Sabtu, 23 Oktober 2010

Pendidikan Karakter: Apa Lagi?

Pendidikan karakter! Dua kata ini, sejak 2009 seolah menjadi primadona, khususnya dalam dunia pendidikan. Berbagai diskusi, seminar, ceramah, dan bedah buku dilakukan untuk membahas dua kata tersebut.

Maklum, belakangan, marak berbagai peristiwa yang mempertanyakan moral atau karakter bangsa Indonesia. Media TV nyaris tiap hari diserbu tayangan-tayangan kekerasan. Terbongkarnya manipulasi pajak seorang pegawai golongan rendah bernilai puluhan milyar rupiah membelalakkan mata banyak orang. Berita pelesiran sejumlah wakil rakyat “yang terhormat” dengan menghambur-hamburkan uang rakyat menambah perut rakyat semakin mules. Kasus video porno tiga orang artis terkenal dan maraknya pergaulan bebas di kalangan remaja semakin membetot perhatian pelaku dan praktisi pendidikan.

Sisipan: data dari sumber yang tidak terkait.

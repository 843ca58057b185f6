//! Static fabric configuration.
//!
//! Each process is handed the full peer table at startup: one entry per
//! role, immutable for the process lifetime. The table is normally loaded
//! from a TOML document; tests construct it directly.

use crate::error::{CordonError, CordonResult};
use crate::identifiers::{NodeId, NodeRole};
use serde::{Deserialize, Serialize};
use std::time::Duration;

/// Identity and address of one fabric node.
#[derive(Debug, Clone, PartialEq, Eq, Serialize, Deserialize)]
pub struct NodeIdentity {
    /// Node identifier, unique within the peer set.
    pub id: NodeId,
    /// Role the node plays.
    pub role: NodeRole,
    /// Listen/connect host.
    pub host: String,
    /// Listen/connect port. Port 0 asks the OS for an ephemeral port;
    /// tests patch the resolved port back into their peer tables.
    pub port: u16,
}

impl NodeIdentity {
    /// The `host:port` address string for this node.
    pub fn addr(&self) -> String {
        format!("{}:{}", self.host, self.port)
    }
}

/// Timeout bounds for fabric waits. All waits are bounded; there are no
/// indefinite blocks anywhere in the overlay.
#[derive(Debug, Clone, Copy, Serialize, Deserialize)]
pub struct FabricTimeouts {
    /// Bound on waiting for a peer connection to establish, in seconds.
    pub connect_wait_secs: u64,
    /// Bound on waiting for a correlated response, in seconds.
    pub request_secs: u64,
}

impl Default for FabricTimeouts {
    fn default() -> Self {
        Self {
            connect_wait_secs: 10,
            request_secs: 20,
        }
    }
}

impl FabricTimeouts {
    /// Connection wait bound as a [`Duration`].
    pub fn connect_wait(&self) -> Duration {
        Duration::from_secs(self.connect_wait_secs)
    }

    /// Request/response bound as a [`Duration`].
    pub fn request(&self) -> Duration {
        Duration::from_secs(self.request_secs)
    }
}

/// The full static peer table plus timeout bounds.
#[derive(Debug, Clone, Serialize, Deserialize)]
pub struct FabricConfig {
    /// Every node in the fabric, including the local one.
    pub nodes: Vec<NodeIdentity>,
    /// Wait bounds.
    #[serde(default)]
    pub timeouts: FabricTimeouts,
}

impl FabricConfig {
    /// Parse a configuration from a TOML document.
    pub fn from_toml(doc: &str) -> CordonResult<Self> {
        toml::from_str(doc).map_err(|e| CordonError::serialization(e.to_string()))
    }

    /// Look up a node by identifier.
    pub fn node(&self, id: &NodeId) -> Option<&NodeIdentity> {
        self.nodes.iter().find(|n| &n.id == id)
    }

    /// Look up the node filling a role. The peer set is one node per role.
    pub fn node_for_role(&self, role: NodeRole) -> Option<&NodeIdentity> {
        self.nodes.iter().find(|n| n.role == role)
    }

    /// Role of a node, if it is part of the configured set.
    pub fn role_of(&self, id: &NodeId) -> Option<NodeRole> {
        self.node(id).map(|n| n.role)
    }
}

#[cfg(test)]
mod tests {
    use super::*;

    const DOC: &str = r#"
        [[nodes]]
        id = "ap"
        role = "access_proxy"
        host = "127.0.0.1"
        port = 8001

        [[nodes]]
        id = "dc"
        role = "data_center"
        host = "127.0.0.1"
        port = 8005

        [timeouts]
        connect_wait_secs = 10
        request_secs = 20
    "#;

    #[test]
    fn parses_peer_table_from_toml() {
        let config = FabricConfig::from_toml(DOC).unwrap();
        assert_eq!(config.nodes.len(), 2);
        let dc = config.node_for_role(NodeRole::DataCenter).unwrap();
        assert_eq!(dc.addr(), "127.0.0.1:8005");
        assert_eq!(config.role_of(&NodeId::new("ap")), Some(NodeRole::AccessProxy));
    }

    #[test]
    fn timeouts_default_when_absent() {
        let doc = r#"
            [[nodes]]
            id = "dc"
            role = "data_center"
            host = "127.0.0.1"
            port = 0
        "#;
        let config = FabricConfig::from_toml(doc).unwrap();
        assert_eq!(config.timeouts.connect_wait(), Duration::from_secs(10));
        assert_eq!(config.timeouts.request(), Duration::from_secs(20));
    }
}
//! The deterministic allow/deny decision rule.
//!
//! Verdict starts at allow. Each check is independent and can only pin
//! the verdict to deny; nothing re-raises it. Output is strictly 0 or 1.

use cordon_store::DecisionThresholds;
use serde::{Deserialize, Serialize};
use tracing::info;

/// Roles recognised by the role-specific threshold checks. Role names
/// match the identity source's `user_role` strings.
#[derive(Debug, Clone, Copy, PartialEq, Eq, Serialize, Deserialize)]
pub enum UserRole {
    /// `"Policy Administrator"`
    PolicyAdministrator,
    /// `"Approver"`
    Approver,
    /// `"Security Viewer"`
    SecurityViewer,
    /// Any other (or absent) role; no role-specific threshold applies.
    Other,
}

impl UserRole {
    /// Parse the identity source's role string.
    pub fn parse(role: Option<&str>) -> Self {
        match role {
            Some("Policy Administrator") => Self::PolicyAdministrator,
            Some("Approver") => Self::Approver,
            Some("Security Viewer") => Self::SecurityViewer,
            _ => Self::Other,
        }
    }
}

/// Binary verdict for one access attempt.
#[derive(Debug, Clone, Copy, PartialEq, Eq, Serialize, Deserialize)]
#[serde(into = "u8", try_from = "u8")]
pub enum Verdict {
    /// Access denied.
    Deny,
    /// Access allowed.
    Allow,
}

impl Verdict {
    /// The wire/audit representation: 1 allow, 0 deny.
    pub fn as_u8(self) -> u8 {
        match self {
            Self::Allow => 1,
            Self::Deny => 0,
        }
    }
}

impl From<Verdict> for u8 {
    fn from(v: Verdict) -> u8 {
        v.as_u8()
    }
}

impl TryFrom<u8> for Verdict {
    type Error = String;

    fn try_from(v: u8) -> Result<Self, Self::Error> {
        match v {
            0 => Ok(Self::Deny),
            1 => Ok(Self::Allow),
            other => Err(format!("verdict must be 0 or 1, got {other}")),
        }
    }
}

/// Apply the decision rule.
pub fn make_access_decision(
    role: UserRole,
    trust_score: f64,
    sign_in_risk: f64,
    thresholds: &DecisionThresholds,
) -> Verdict {
    let mut verdict = Verdict::Allow;

    match role {
        UserRole::Approver if trust_score < thresholds.approver => verdict = Verdict::Deny,
        UserRole::SecurityViewer if trust_score < thresholds.security_viewer => {
            verdict = Verdict::Deny
        }
        UserRole::PolicyAdministrator if trust_score < thresholds.admin => verdict = Verdict::Deny,
        _ => {}
    }

    if sign_in_risk < thresholds.sign_in_risk {
        verdict = Verdict::Deny;
    }

    info!(
        ?role,
        trust_score,
        sign_in_risk,
        verdict = verdict.as_u8(),
        "access decision rendered"
    );
    verdict
}
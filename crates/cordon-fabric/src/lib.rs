//! Node overlay for the Cordon access fabric.
//!
//! Maintains bidirectional links to a small, statically configured peer
//! set, delivers intent-tagged envelopes, and emulates request/response
//! over the push-only transport. Unlike the historical design this fabric
//! carries an explicit correlation identifier per request, so concurrent
//! outstanding requests to the same peer cannot cross-deliver.

pub mod connection;
pub mod dispatch;
pub mod envelope;
pub mod node;
pub mod reconnect;

pub use connection::{ConnectionRegistry, LinkDirection, PeerLink};
pub use dispatch::{HandlerRegistry, IntentHandler};
pub use envelope::{CorrelationId, Envelope, EnvelopeKind, WireFrame};
pub use node::{FabricNode, LINK_RESTORED_INTENT};
pub use reconnect::{ReconnectAction, ReconnectPolicy};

Data tentang korupsi pejabat misalnya, dari hasil riset yang dilakukan dalam Transparency International Corruption Perceptions Index 2009, masih menempatkan Indonesia pada peringkat yang sangat memperihatinkan. Terkait dengan penyalahgunaan narkotika, Badan Narkotika Nasional (BNN) pada tahun 2009 tercatat adanya 3,6 juta pengguna narkoba di Indonesia, dan 41% diantara mereka pertama kali mencoba narkoba di usia 16-18 tahun, yakni usia remaja SMP-SMU. (Republika online, 26/06/2009).


Apa yang salah dengan pendidikan kita?
Padahal, di atas kertas, tujuan pendidikan nasional yang tertuang dalam Pasal 3 Undang-Undang tentang Sistem Pendidikan Nasional Nomor 20 tahun 2003 (UU Sisdiknas), sangatlah ideal: “Pendidikan nasional berfungsi mengembangkan kemampuan dan membentuk watak serta peradaban bangsa yang bermartabat dalam rangka mencerdaskan kehidupan bangsa, bertujuan untuk berkembangnya potensi peserta didik agar menjadi manusia yang beriman dan bertakwa kepada Tuhan Yang Maha Esa, berakhlak mulia, sehat, berilmu, cakap, kreatif, mandiri, dan menjadi warga negara yang demokratis serta bertanggung jawab”.

Karena tidak “nyambung” antara cita dan fakta itu lalu sejumlah tokoh pendidikan dan pemerintah menggelorakan slogan besar: kita perlu Pendidikan Karakter! Dulu sudah pernah ada Pendidikan Moral Pancasila (PMP), ada Pendidikan Akhlak, Pendidikan Etika, Pendidikan Kewarganegaraan, dan sebagainya.
Lalu, apalagi “makhluk” yang bernama Pendidikan Karakter ini?

Pentingnya karakter
Sejak berabad silam para ahli dan pemikir telah menuangkan ide-ide mereka bagaimana mendidik manusia agar menjadi manusia yang sebenarnya, yaitu manusia yang baik. Barat mengembangkan nilai-nilai moral dan karakter yang berasal dari Yunani, sedangkan Islam mengajarkan manusia berakhlak mulia berdasarkan petunjuk wahyu, Al-Quran dan As-Sunnah. Akhlak atau karakter Islam terbentuk atas dasar prinsip “ketundukan, kepasrahan, dan kedamaian” sesuai dengan makna dasar dari kata Islam.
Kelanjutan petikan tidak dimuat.